#### [Exercise description]
Lines in the entries below where the word "zero" shows up should each be copied.
::: Data in this exercise :::
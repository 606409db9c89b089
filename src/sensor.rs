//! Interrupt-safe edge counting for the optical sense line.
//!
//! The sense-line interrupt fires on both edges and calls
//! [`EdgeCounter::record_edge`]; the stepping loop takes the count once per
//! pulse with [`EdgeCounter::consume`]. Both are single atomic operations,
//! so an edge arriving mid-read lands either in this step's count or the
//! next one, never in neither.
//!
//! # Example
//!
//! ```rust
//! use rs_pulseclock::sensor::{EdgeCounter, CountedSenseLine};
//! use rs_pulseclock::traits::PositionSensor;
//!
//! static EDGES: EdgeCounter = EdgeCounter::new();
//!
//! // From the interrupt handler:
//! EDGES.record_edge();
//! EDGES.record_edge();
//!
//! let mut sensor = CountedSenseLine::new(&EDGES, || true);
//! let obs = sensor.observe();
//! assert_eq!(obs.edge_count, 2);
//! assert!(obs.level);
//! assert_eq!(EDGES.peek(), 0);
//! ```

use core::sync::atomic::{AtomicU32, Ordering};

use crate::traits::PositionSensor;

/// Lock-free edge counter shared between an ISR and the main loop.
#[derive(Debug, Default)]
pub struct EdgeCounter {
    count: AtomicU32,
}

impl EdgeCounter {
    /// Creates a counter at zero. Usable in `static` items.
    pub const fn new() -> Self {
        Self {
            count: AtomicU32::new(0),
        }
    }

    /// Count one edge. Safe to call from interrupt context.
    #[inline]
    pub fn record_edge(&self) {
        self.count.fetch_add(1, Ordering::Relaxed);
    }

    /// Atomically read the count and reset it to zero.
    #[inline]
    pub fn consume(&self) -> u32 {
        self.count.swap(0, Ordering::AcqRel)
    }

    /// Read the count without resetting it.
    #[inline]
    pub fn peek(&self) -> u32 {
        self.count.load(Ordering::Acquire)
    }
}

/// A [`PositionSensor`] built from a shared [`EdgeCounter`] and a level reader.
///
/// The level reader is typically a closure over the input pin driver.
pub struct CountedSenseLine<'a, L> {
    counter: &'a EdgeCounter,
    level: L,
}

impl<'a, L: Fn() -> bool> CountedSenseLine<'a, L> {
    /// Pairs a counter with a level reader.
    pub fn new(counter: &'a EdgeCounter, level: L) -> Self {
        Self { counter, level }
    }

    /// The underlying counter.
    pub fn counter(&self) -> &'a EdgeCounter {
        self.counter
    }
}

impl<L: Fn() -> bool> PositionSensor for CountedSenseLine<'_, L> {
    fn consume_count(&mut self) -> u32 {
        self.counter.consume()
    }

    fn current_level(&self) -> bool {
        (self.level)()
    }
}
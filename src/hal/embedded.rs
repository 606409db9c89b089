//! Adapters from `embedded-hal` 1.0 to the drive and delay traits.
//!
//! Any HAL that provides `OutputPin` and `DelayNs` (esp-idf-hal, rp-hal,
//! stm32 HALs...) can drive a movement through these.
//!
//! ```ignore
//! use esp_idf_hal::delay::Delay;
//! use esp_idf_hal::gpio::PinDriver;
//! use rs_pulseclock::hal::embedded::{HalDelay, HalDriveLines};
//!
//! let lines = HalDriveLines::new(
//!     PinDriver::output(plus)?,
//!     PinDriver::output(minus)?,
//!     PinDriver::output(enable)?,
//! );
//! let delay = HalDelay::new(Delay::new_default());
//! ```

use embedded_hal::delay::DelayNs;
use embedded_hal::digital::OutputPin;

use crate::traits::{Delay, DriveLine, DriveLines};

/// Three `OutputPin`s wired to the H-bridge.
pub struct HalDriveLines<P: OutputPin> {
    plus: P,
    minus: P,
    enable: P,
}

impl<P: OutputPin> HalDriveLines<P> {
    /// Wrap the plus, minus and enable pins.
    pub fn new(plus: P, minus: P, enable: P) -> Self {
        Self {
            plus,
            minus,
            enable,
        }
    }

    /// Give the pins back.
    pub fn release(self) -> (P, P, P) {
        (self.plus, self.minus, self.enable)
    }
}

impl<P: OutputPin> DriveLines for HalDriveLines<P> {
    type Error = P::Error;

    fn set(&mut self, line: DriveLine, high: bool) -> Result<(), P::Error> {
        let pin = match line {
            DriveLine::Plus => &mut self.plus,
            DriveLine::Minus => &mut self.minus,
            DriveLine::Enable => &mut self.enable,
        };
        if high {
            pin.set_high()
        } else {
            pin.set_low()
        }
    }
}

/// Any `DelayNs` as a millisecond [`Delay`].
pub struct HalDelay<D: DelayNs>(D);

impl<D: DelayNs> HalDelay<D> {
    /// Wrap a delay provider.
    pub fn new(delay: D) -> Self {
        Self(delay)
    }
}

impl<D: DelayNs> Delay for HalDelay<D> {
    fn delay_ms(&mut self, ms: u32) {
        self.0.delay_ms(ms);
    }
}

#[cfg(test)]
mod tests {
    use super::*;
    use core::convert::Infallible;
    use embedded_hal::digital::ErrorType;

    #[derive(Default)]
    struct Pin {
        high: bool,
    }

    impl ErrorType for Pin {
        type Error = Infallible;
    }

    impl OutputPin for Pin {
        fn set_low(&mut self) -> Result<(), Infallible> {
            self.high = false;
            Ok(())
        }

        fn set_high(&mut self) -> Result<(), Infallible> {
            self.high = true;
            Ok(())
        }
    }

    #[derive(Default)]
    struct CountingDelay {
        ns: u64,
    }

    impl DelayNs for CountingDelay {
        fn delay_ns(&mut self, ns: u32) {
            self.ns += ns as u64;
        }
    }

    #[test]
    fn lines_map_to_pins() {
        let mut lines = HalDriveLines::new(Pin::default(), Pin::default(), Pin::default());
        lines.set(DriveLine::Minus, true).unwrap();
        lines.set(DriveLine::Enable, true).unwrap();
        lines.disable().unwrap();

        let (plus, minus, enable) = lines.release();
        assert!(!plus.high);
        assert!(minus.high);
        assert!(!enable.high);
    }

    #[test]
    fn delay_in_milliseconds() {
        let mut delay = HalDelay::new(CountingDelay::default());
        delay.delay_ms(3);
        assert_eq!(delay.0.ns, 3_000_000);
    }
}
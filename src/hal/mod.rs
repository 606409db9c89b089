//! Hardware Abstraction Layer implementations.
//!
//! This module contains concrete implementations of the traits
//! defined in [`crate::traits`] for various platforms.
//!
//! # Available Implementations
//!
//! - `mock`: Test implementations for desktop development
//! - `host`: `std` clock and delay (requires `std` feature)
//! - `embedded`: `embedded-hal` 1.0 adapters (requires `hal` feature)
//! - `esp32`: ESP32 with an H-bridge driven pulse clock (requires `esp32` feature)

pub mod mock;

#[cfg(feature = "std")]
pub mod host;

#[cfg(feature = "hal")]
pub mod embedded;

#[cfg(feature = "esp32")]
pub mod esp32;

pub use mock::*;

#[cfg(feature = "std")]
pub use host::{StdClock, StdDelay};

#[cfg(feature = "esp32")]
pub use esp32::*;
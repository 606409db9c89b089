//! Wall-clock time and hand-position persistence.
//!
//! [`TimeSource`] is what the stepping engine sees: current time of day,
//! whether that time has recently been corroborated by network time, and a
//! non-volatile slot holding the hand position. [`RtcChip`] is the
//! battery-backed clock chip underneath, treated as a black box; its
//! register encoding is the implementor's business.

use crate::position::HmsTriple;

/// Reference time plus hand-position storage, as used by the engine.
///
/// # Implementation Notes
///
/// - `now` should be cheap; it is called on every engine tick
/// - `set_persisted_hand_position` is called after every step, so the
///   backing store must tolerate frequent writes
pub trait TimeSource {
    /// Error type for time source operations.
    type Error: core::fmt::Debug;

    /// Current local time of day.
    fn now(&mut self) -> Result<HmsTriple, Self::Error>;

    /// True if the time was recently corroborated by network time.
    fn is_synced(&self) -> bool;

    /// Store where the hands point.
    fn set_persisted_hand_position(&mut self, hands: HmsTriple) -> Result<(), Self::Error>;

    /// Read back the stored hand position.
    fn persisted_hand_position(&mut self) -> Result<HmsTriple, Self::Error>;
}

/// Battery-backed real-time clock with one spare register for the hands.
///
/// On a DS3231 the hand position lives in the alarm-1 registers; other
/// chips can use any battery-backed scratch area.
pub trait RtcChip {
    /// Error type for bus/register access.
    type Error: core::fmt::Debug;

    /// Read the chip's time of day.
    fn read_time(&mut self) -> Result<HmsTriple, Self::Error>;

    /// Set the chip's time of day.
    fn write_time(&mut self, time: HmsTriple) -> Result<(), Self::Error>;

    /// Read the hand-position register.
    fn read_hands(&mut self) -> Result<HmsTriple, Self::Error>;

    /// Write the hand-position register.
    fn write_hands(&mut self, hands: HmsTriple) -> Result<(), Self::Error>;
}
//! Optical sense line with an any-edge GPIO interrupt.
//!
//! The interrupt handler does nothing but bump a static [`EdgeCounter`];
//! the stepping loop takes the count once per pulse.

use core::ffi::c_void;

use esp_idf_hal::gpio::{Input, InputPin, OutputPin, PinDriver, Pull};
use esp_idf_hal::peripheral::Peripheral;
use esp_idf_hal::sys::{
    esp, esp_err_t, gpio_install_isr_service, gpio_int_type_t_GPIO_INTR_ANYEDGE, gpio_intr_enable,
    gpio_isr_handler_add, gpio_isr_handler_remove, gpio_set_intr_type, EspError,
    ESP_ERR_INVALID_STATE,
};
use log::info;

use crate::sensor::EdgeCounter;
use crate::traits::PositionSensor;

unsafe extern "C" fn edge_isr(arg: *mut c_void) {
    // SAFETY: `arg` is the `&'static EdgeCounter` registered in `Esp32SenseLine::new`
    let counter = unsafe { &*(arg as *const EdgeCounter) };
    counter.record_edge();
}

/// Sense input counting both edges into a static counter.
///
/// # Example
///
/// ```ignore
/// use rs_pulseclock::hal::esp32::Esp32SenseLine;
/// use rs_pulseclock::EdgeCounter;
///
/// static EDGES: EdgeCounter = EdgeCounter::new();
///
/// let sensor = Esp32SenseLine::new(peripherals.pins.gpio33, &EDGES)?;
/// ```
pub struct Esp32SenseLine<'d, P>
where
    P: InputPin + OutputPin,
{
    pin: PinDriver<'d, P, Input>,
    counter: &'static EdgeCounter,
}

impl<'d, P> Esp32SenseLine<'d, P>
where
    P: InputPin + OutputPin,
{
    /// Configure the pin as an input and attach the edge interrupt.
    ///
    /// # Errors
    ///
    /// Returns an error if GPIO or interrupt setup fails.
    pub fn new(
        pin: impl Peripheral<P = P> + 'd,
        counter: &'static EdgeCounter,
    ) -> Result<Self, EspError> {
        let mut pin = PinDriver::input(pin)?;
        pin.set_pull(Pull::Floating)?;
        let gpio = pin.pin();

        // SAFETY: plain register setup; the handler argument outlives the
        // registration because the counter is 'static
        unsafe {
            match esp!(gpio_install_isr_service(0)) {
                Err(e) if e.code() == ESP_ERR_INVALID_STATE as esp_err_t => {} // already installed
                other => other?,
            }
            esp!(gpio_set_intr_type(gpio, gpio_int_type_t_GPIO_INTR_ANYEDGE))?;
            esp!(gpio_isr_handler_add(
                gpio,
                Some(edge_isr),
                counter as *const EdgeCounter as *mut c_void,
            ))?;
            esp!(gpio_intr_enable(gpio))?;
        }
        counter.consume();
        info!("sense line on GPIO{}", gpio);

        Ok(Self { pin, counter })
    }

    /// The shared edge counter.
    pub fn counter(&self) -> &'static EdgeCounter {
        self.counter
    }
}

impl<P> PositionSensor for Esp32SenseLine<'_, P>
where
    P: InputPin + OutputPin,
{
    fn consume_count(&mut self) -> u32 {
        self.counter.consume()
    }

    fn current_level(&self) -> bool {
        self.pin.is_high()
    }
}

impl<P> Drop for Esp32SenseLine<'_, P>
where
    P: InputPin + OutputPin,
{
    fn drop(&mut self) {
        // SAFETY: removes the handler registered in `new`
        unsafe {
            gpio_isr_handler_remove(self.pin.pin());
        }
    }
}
:::
#### [Written response]
    /// Creates a counter at zero. Usable in `static` items.
    /// Atomically read the count and reset it to zero.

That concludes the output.